Drake could have faced up to 35 years in prison, but in 2011, the government dropped all charges against him in exchange for him pleading guilty to a misdemeanor charge of misusing a government computer. He received a year’s probation but no jail time.

Now, in the wake of Edward Snowden’s landmark leak of NSA documents, Drake has devoted himself to raising awareness of what measures the U.S. government has taken in the wake of national security. On Tuesday, he visited USC as part of the Government Accountability Project’s American Whistleblower Tour, along with Snowden’s attorney Jesselyn Radack and the famed leaker of the Pentagon Papers, Daniel Ellsberg. He said that whistleblowers are being targeted more than ever under the Obama administration and that journalists’ rights are being violated by officials who are demanding that they divulge their anonymous sources.

“One of the other ways of extending the acronym of NSA is Never Say Anything,” he said. “I went to supervisors, oversight committees, federal investigators about what I had seen. I blew the whistle on the violation of the Fourth Amendment. I was witness to major intelligence failures leading up to 9/11. It was a systemic failure to provide for the common defense, which is in the Preamble of the Constitution.”

“The government has unchained itself from the Constitution, and I was told, ‘You don’t understand. It’s all legal. The government has approved the surveillance program.’ The history that I was experiencing now is making what happened in the 1970s look tame in comparison.”

Drake was referring to Ellsberg’s release of the Pentagon Papers, which revealed that the U.S. had increased the scale of the Vietnam War while keeping it a secret from the American press and the public. It was considered the biggest leak of government documents in U.S. history until Snowden’s leak, which has exposed a variety of surveillance tactics against U.S. citizens, world leaders, and foreign companies. Snowden is now wanted by the U.S. and is in refuge in Russia after previously staying in Hong Kong. Under the Obama administration, leakers like Snowden have become a top target. In fact, U.S. Attorney General Eric Holder has prosecuted more federal whistleblowers than all previous attorneys general combined.

To Drake, this is a sign that the fundamental ideals of the U.S. are being attacked. He says that the oath he took when he became part of the NSA was to uphold those ideals, and he believes that they supercede any orders from his superiors.

“During my investigation, I was told by the chief prosecutor, ‘How would you like to spend the rest of your life in prison, Mr. Drake?’ That should give you a sense of how serious the government was, how far they would go to protect one of their deepest secrets: the surveillance programs.”

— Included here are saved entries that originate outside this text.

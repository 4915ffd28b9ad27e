//! Details step: name, description and package details.

use super::{bounds, check_text, PackageDetailsErrors, ValidationErrors};
use crate::models::{PackageDetails, PlanDraft};

/// Validate everything entered on the Details step.
pub fn validate_details(draft: &PlanDraft) -> ValidationErrors {
    let package_errors = validate_package_details(&draft.package_details);

    ValidationErrors {
        name: check_text(&draft.name, bounds::NAME, "Package name is required."),
        description: check_text(
            &draft.description,
            bounds::DESCRIPTION,
            "Description is required.",
        ),
        package_details: (!package_errors.is_empty()).then_some(package_errors),
        ..Default::default()
    }
}

fn validate_package_details(details: &PackageDetails) -> PackageDetailsErrors {
    PackageDetailsErrors {
        target_market: details
            .target_market
            .is_empty()
            .then(|| "Select at least one target market.".to_string()),
        price: check_price(details),
        duration: check_duration(details),
        benefits: check_text(
            &details.benefits,
            bounds::BENEFITS,
            "Benefits are required.",
        ),
        selling_points: check_text(
            &details.selling_points,
            bounds::SELLING_POINTS,
            "Key selling points are required.",
        ),
    }
}

fn check_price(details: &PackageDetails) -> Option<String> {
    match details.price.as_f64() {
        Some(price) if price >= 0.0 => None,
        _ => Some("Price must be a valid non-negative number.".to_string()),
    }
}

fn check_duration(details: &PackageDetails) -> Option<String> {
    let magnitude = &details.duration.magnitude;
    if magnitude.is_empty() {
        return Some("Duration is required.".to_string());
    }
    match magnitude.as_whole() {
        Some(n) if (1..=bounds::MAX_DURATION).contains(&n) => None,
        _ => Some(format!(
            "Duration must be a whole number between 1 and {}.",
            bounds::MAX_DURATION
        )),
    }
}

Drake will speak again on Tuesday night in front of a larger audience at USC during a panel about government surveillance, and if this brief speech was any indication, his message will be clear: the NSA’s actions affect every American citizen, and the demand for accountability must be louder than ever as the surveillance policies are reviewed in Washington in the coming months and perhaps years.

“What’s at stake is the ability to hold the government accountable to the people,” he said with a rising voice. “If we lose the ability to expose government wrongdoing, we lose what defines us as Americans. The ability to assemble, the ability to speak freely, the ability to know what the government is doing in your name! If that isn’t in the public interest, I don’t know what isn’t.”

“[Whistleblowers]are the early warning system. We are saying, ‘Hey! Something isn’t right here.’ We are going astray, and that’s what’s at risk.”